◆ What is required
Look for the word "error" in the material below, then report each line where it occurs.

◆ Exercise data

use std::env;
use std::process;

use optdispatch_core::dispatch;
use optdispatch_recode::{RecodeContext, build_parser};
use tracing_subscriber::EnvFilter;

fn main() {
    tracing_subscriber::fmt()
        .with_env_filter(
            EnvFilter::try_from_default_env().unwrap_or_else(|_| EnvFilter::new("warn")),
        )
        .with_writer(std::io::stderr)
        .init();

    let mut parser = match build_parser() {
        Ok(parser) => parser,
        Err(err) => {
            eprintln!("error: {err}");
            process::exit(1);
        }
    };

    let tokens = match env::args_os()
        .skip(1)
        .map(|arg| arg.into_string())
        .collect::<Result<Vec<_>, _>>()
    {
        Ok(tokens) => tokens,
        Err(arg) => {
            eprintln!("error: argument is not valid UTF-8: {}", arg.to_string_lossy());
            process::exit(2);
        }
    };

    let mut ctx = RecodeContext::default();
    if !dispatch(&mut parser, &mut ctx, tokens).is_completed() {
        process::exit(2);
    }
}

◆ Response area
            eprintln!("error: {err}");
            eprintln!("error: argument is not valid UTF-8: {}", arg.to_string_lossy());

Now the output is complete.